**Assignment:**
Up to and including the line that contains "for (key, value) in values", write out each line of the material from its first line, exactly.

**Exercise data:**
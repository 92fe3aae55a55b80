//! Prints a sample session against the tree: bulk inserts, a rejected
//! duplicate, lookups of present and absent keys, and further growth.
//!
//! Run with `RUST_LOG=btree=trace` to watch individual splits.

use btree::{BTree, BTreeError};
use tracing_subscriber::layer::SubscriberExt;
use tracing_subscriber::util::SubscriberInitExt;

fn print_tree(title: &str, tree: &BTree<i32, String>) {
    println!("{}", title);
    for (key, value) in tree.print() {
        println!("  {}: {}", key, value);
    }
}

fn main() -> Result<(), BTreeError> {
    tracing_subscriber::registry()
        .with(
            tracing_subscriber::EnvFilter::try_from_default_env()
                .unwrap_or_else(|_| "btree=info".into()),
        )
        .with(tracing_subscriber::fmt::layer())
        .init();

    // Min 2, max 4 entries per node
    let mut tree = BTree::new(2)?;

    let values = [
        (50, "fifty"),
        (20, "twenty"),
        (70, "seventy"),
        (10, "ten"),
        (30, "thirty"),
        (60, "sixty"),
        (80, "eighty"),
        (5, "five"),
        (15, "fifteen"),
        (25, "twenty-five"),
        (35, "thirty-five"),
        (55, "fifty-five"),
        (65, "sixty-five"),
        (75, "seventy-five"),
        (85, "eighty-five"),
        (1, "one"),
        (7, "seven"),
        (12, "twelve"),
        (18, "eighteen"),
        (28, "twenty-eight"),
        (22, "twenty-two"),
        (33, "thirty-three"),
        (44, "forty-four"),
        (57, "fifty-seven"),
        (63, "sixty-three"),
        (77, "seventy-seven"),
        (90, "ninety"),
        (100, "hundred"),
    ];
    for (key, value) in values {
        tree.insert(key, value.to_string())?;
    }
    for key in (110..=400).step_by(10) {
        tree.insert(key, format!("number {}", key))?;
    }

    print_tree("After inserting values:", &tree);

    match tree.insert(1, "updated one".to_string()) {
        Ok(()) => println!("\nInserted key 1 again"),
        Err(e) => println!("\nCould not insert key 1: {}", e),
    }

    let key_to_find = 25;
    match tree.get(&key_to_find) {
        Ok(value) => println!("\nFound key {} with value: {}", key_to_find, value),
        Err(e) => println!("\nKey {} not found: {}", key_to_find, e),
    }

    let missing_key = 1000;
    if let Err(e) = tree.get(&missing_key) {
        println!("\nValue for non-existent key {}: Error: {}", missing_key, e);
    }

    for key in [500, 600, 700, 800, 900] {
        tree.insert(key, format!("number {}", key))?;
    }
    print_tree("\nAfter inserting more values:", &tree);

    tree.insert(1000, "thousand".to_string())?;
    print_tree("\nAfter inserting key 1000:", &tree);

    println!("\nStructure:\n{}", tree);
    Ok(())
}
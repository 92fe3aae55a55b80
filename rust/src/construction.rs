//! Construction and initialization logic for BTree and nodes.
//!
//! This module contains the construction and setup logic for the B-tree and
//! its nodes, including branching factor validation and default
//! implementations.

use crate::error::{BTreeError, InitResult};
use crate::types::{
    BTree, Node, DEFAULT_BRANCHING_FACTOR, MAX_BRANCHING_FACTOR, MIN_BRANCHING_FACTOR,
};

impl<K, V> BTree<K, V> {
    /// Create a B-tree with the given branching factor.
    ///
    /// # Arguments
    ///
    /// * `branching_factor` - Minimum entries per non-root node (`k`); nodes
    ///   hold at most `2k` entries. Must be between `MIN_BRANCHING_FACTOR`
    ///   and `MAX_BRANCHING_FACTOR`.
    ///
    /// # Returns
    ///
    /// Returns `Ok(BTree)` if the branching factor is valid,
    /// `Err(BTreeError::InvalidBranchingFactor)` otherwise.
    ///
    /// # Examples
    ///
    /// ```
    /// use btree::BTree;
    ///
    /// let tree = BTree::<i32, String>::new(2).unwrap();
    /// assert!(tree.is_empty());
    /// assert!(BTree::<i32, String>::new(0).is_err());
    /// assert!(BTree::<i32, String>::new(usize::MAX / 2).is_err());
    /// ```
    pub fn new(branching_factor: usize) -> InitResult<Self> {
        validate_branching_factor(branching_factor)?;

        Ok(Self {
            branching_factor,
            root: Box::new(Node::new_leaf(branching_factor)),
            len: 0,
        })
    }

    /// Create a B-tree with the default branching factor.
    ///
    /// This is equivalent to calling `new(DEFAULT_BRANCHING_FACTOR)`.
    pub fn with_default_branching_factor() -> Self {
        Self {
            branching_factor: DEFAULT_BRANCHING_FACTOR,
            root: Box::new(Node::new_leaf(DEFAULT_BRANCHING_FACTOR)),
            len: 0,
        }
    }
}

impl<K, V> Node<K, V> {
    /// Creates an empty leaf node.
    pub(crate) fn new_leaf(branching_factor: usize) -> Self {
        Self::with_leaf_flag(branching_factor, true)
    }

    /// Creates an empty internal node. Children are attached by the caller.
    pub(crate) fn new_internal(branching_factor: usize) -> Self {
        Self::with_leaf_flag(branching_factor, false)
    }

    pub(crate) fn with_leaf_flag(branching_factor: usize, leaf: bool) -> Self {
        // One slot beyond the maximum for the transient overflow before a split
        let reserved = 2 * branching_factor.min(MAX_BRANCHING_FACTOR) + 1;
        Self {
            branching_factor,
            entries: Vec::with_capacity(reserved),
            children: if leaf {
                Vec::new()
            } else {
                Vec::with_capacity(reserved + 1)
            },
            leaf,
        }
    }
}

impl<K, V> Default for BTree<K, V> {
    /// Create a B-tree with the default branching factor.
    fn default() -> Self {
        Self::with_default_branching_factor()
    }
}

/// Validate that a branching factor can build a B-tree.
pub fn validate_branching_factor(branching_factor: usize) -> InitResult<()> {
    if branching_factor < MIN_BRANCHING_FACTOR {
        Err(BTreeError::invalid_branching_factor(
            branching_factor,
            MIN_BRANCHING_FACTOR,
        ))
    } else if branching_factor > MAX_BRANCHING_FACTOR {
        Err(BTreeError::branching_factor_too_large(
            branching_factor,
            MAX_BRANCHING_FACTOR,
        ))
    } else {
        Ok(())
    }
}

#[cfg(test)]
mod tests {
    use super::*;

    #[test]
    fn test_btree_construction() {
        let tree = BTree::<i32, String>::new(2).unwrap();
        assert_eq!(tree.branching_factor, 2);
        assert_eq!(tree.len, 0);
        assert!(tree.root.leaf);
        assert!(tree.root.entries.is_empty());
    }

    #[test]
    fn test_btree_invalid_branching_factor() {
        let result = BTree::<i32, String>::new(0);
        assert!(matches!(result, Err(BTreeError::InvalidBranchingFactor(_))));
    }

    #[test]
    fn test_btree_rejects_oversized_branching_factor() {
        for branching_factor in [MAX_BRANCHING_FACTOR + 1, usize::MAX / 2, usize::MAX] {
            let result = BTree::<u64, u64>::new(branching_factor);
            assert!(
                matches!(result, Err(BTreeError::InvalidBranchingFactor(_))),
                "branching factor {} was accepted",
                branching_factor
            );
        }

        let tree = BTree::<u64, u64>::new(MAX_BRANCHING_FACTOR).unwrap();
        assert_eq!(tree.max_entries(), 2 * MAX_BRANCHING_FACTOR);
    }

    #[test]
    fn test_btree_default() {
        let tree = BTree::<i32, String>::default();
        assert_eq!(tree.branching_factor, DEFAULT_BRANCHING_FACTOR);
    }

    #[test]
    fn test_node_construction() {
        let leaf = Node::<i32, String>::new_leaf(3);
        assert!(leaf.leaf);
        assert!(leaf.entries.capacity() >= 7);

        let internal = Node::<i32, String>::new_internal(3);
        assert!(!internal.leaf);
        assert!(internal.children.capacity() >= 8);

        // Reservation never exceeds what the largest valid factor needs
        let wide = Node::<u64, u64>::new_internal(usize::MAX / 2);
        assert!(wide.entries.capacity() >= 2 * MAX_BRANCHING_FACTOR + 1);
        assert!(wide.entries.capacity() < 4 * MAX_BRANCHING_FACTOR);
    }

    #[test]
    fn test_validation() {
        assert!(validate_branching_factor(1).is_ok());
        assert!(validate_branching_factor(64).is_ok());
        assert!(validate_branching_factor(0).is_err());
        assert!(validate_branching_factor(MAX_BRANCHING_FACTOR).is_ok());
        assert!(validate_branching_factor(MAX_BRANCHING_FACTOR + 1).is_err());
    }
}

**Finished task:**
repository 92fe3aae55a55b80
//! Prints a sample session against the tree: bulk inserts, a rejected
//! duplicate, lookups of present and absent keys, and further growth.
//!
//! Run with `RUST_LOG=btree=trace` to watch individual splits.

use btree::{BTree, BTreeError};
use tracing_subscriber::layer::SubscriberExt;
use tracing_subscriber::util::SubscriberInitExt;

fn print_tree(title: &str, tree: &BTree<i32, String>) {
    println!("{}", title);
    for (key, value) in tree.print() {
        println!("  {}: {}", key, value);
    }
}

fn main() -> Result<(), BTreeError> {
    tracing_subscriber::registry()
        .with(
            tracing_subscriber::EnvFilter::try_from_default_env()
                .unwrap_or_else(|_| "btree=info".into()),
        )
        .with(tracing_subscriber::fmt::layer())
        .init();

    // Min 2, max 4 entries per node
    let mut tree = BTree::new(2)?;

    let values = [
        (50, "fifty"),
        (20, "twenty"),
        (70, "seventy"),
        (10, "ten"),
        (30, "thirty"),
        (60, "sixty"),
        (80, "eighty"),
        (5, "five"),
        (15, "fifteen"),
        (25, "twenty-five"),
        (35, "thirty-five"),
        (55, "fifty-five"),
        (65, "sixty-five"),
        (75, "seventy-five"),
        (85, "eighty-five"),
        (1, "one"),
        (7, "seven"),
        (12, "twelve"),
        (18, "eighteen"),
        (28, "twenty-eight"),
        (22, "twenty-two"),
        (33, "thirty-three"),
        (44, "forty-four"),
        (57, "fifty-seven"),
        (63, "sixty-three"),
        (77, "seventy-seven"),
        (90, "ninety"),
        (100, "hundred"),
    ];
    for (key, value) in values {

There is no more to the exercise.